Mahatma Gandhi once said that “The best way to find yourself is to lose yourself in the service of others.” I have benefited from that advice, for sure, especially in the months that I was crawling out of a very severe depression.
An expert on the perks that come with helping others is bestselling author Stephen G. Post, author of The Hidden Gifts of Helping: How the Power of Giving, Compassion, and Hope Can Get us Through Hard Times (Jossey-Bass, 2011). He is Professor of Preventive Medicine, Heard of the Division of Medicine in Society, and Director of the Center for Medical Humanities, Compassionate Care and Bioethics at Stony Brook University. Visit him on his website at www.stephengpost.com/hiddengifts.
I have the privilege of conducting an exclusive interview with him for the readers of Psych Central.
1. What are some of the proven health benefits of giving oneself to others?
Dr. Post: In light of our experience, I was struck by the 2010 Do Good Live Well Survey (www.VolunteerMatch.org) of 4,500 American adults. 41 percent of Americans volunteered an average of 100 hours a year. 68 percent of those who volunteered reported that it made them feel physically healthier; 89% that it “has improved my sense of well-bring” and 73% that it “lowered my stress levels.” Not bad! It worked for us.
The therapeutic benefits of helping others have long been recognized by everyday people. This concept was first formalized in a highly cited and often reprinted article by Frank Riessman that appeared in 1965 in Social Work. Riessman defined the “helper therapy” principle on the basis of his observations of various self-help groups, where helping others is deemed absolutely essential to helping oneself. These are grassroots groups that nowadays involve tens of millions of Americans.
As the saying goes, “if you help someone up the hill, you get closer yourself.” Whether the group is focused on weight loss, smoking cessation, substance abuse, alcoholism, mental illness and recovery, or countless other needs, a defining feature of the group is that people are deeply engaged in helping one another, and are in part motivated by an explicit interest in their own healing.
2. Why does something as simple as just thinking about helping offer physical benefits?
Dr. Post: In one famous study that has been replicated, study subjects are given a list of charities to which they might contribute. They are wearing an fMRI device that shows where the brain is active. When they decide to contribute to a particular item on the list and check a box next to it, the mesolimbic pathway lights up. This is area of the brain associated with joy and the release of feel good chemicals like dopamine.
This reward mechanism is deeply evolved, and is probably related to the fact that helping behavior is so important for the survival of groups. As Darwin pointed out, sympathy is evolutionarily advantageous because it is the basis of the altruism and prosocial helping that allows any tribe or group to flourish and survive. A lot of writing these days is on “group selection,” which explains human nature in ways that “individual selection” (the purely gladiatorial image of conflict between individuals) does not.
3. What are some ways that people can make helping others a daily practice?
Lots of things can help.
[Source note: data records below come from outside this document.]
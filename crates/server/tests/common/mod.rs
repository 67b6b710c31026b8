#![allow(dead_code)]

use std::sync::Arc;

use axum::Router;
use axum::body::{Body, to_bytes};
use axum::http::header::{CONTENT_TYPE, COOKIE, LOCATION, SET_COOKIE};
use axum::http::{HeaderMap, Method, Request, StatusCode};
use collegejump_core::domain::{Email, Heading, NewPassword, PersonName, SemesterId, UserId};
use collegejump_server::api::{AppState, create_app};
use collegejump_server::auth::{SESSION_COOKIE, hash_password};
use collegejump_server::config::ServerConfig;
use collegejump_server::db::init_pool_and_migrate;
use collegejump_server::repository::{
    NewUser, SemesterRecord, SessionRepository, SyllabusRepository, UserRecord, UserRepository,
};
use serde::de::DeserializeOwned;
use tower::ServiceExt;

pub const SETUP_KEY: &str = "test-setup-key";
pub const PASSWORD: &str = "password123";

pub struct TestApp {
    pub state: Arc<AppState>,
    router: Router,
    password_hash: String,
}

pub struct TestResponse {
    pub status: StatusCode,
    pub headers: HeaderMap,
    pub body: Vec<u8>,
}

impl TestResponse {
    pub fn json<T: DeserializeOwned>(&self) -> T {
        serde_json::from_slice(&self.body).unwrap_or_else(|err| {
            panic!(
                "response is not the expected JSON ({err}): {}",
                String::from_utf8_lossy(&self.body)
            )
        })
    }

    pub fn location(&self) -> &str {
        self.headers
            .get(LOCATION)
            .and_then(|value| value.to_str().ok())
            .expect("response should redirect")
    }

    /// `name=value` of the session cookie set by this response.
    pub fn session_cookie(&self) -> Option<String> {
        self.headers
            .get_all(SET_COOKIE)
            .iter()
            .filter_map(|value| value.to_str().ok())
            .filter_map(|value| value.split(';').next())
            .find(|pair| pair.starts_with(SESSION_COOKIE))
            .map(str::to_string)
    }

    pub fn header(&self, name: &str) -> Option<&str> {
        self.headers.get(name).and_then(|value| value.to_str().ok())
    }
}

pub enum Part<'a> {
    Text(&'a str, &'a str),
    File(&'a str, &'a str, &'a [u8]),
}

impl TestApp {
    pub async fn new() -> Self {
        let config = ServerConfig {
            database_url: "sqlite::memory:".to_string(),
            setup_key: Some(SETUP_KEY.to_string()),
            ..ServerConfig::default()
        };

        let db = init_pool_and_migrate(&config.database_url)
            .await
            .expect("in-memory database should migrate");
        let state = Arc::new(
            AppState::new(db, config)
                .await
                .expect("state should initialize"),
        );
        let router = create_app(state.clone());

        let password = NewPassword::new(PASSWORD, PASSWORD).expect("valid password");
        let password_hash = hash_password(&password).expect("hashing succeeds");

        Self {
            state,
            router,
            password_hash,
        }
    }

    /// Creates an account whose password is [`PASSWORD`].
    pub async fn create_user(&self, name: &str, email: &str, admin: bool) -> UserRecord {
        UserRepository::new(&self.state.db)
            .create(NewUser {
                name: PersonName::new(name).expect("valid name"),
                email: Email::parse(email).expect("valid email"),
                password_hash: self.password_hash.clone(),
                admin,
            })
            .await
            .expect("user should be created")
    }

    /// Session cookie for `user`, without going through the login form.
    pub async fn cookie_for(&self, user: &UserRecord) -> String {
        let token = SessionRepository::new(&self.state.db)
            .create(user.id)
            .await
            .expect("session should be created");
        format!("{SESSION_COOKIE}={token}")
    }

    pub async fn create_semester(&self, name: &str, order: i32) -> SemesterRecord {
        SyllabusRepository::new(&self.state.db)
            .create_semester(Heading::new(name).expect("valid name"), order)
            .await
            .expect("semester should be created")
    }

    pub async fn enroll(&self, user: UserId, semesters: &[SemesterId]) {
        UserRepository::new(&self.state.db)
            .set_enrollments(user, semesters)
            .await
            .expect("enrollment should be stored");
    }

    pub async fn set_mentors(&self, mentee: UserId, mentors: &[UserId]) {
        UserRepository::new(&self.state.db)
            .set_mentors(mentee, mentors)
            .await
            .expect("mentorship should be stored");
    }

    pub async fn user(&self, id: UserId) -> Option<UserRecord> {
        UserRepository::new(&self.state.db)
            .find_by_id(id)
            .await
            .expect("user lookup")
    }

    pub async fn send(&self, request: Request<Body>) -> TestResponse {
        let response = self
            .router
            .clone()
            .oneshot(request)
            .await
            .expect("router is infallible");

        let status = response.status();
        let headers = response.headers().clone();
        let body = to_bytes(response.into_body(), usize::MAX)
            .await
            .expect("body should be readable")
            .to_vec();

        TestResponse {
            status,
            headers,
            body,
        }
    }

    pub async fn get(&self, uri: &str, cookie: Option<&str>) -> TestResponse {
        let mut builder = Request::builder().method(Method::GET).uri(uri);
        if let Some(cookie) = cookie {
            builder = builder.header(COOKIE, cookie);
        }
        self.send(builder.body(Body::empty()).expect("valid request"))
            .await
    }

    pub async fn post_form(
        &self,
        uri: &str,
        cookie: Option<&str>,
        fields: &[(&str, &str)],
    ) -> TestResponse {
        let mut builder = Request::builder()
            .method(Method::POST)
            .uri(uri)
            .header(CONTENT_TYPE, "application/x-www-form-urlencoded");
        if let Some(cookie) = cookie {
            builder = builder.header(COOKIE, cookie);
        }
        self.send(
            builder
                .body(Body::from(urlencode(fields)))
                .expect("valid request"),
        )
        .await
    }

    pub async fn post_multipart(
        &self,
        uri: &str,
        cookie: Option<&str>,
        parts: &[Part<'_>],
    ) -> TestResponse {
        const BOUNDARY: &str = "collegejump-test-boundary";

        let mut body = Vec::new();
        for part in parts {
            body.extend_from_slice(format!("--{BOUNDARY}\r\n").as_bytes());
            match part {
                Part::Text(name, value) => {
                    body.extend_from_slice(
                        format!("Content-Disposition: form-data; name=\"{name}\"\r\n\r\n")
                            .as_bytes(),
                    );
                    body.extend_from_slice(value.as_bytes());
                }
                Part::File(name, filename, data) => {
                    body.extend_from_slice(
                        format!(
                            "Content-Disposition: form-data; name=\"{name}\"; filename=\"{filename}\"\r\n\
                             Content-Type: application/octet-stream\r\n\r\n"
                        )
                        .as_bytes(),
                    );
                    body.extend_from_slice(data);
                }
            }
            body.extend_from_slice(b"\r\n");
        }
        body.extend_from_slice(format!("--{BOUNDARY}--\r\n").as_bytes());

        let mut builder = Request::builder()
            .method(Method::POST)
            .uri(uri)
            .header(
                CONTENT_TYPE,
                format!("multipart/form-data; boundary={BOUNDARY}"),
            );
        if let Some(cookie) = cookie {
            builder = builder.header(COOKIE, cookie);
        }
        self.send(builder.body(Body::from(body)).expect("valid request"))
            .await
    }
}

fn urlencode(fields: &[(&str, &str)]) -> String {
    fn encode(value: &str) -> String {
        value
            .bytes()
            .map(|byte| match byte {
                b'A'..=b'Z' | b'a'..=b'z' | b'0'..=b'9' | b'-' | b'_' | b'.' | b'~' => {
                    (byte as char).to_string()
                }
                b' ' => "+".to_string(),
                other => format!("%{other:02X}"),
            })
            .collect()
    }

    fields
        .iter()
        .map(|(name, value)| format!("{}={}", encode(name), encode(value)))
        .collect::<Vec<_>>()
        .join("&")
}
Of course meditation, which deflects attention away from self . Adherence to moral principle, such as “Do unto others as you would have them do unto you,” can be important. Being part of a community of volunteers is useful, as is being around good role models and the right friends.
But more practically, we should focus our efforts on some needful group that we feel called toward. For me this is the deeply forgetful (people with dementia), and I have been involved in providing caregiver respire for many years. Also, we should help in a way that uses our talents and skills optimally. This allows people to feel effective.
As I give talks around the country to volunteer groups, however, I invariably encounter those numerous exceptions to the rule of a helper’s high. These are people who feel that their experiences as volunteers have been frustrating, and who do not last long in their efforts. I recently spoke with a group of “volunteer coordinators,” who often have full-time jobs working for hospitals, schools, hospices, and so many other organizations. The questions they ask are important:
* Are we caring for our volunteers?
* Are we acknowledging them thankfully and rewarding them?
* Are we preparing them well enough for their tasks?
* Are we giving each volunteer the right task?
* Are they flourishing and developing?
* Are we providing the right overall vision?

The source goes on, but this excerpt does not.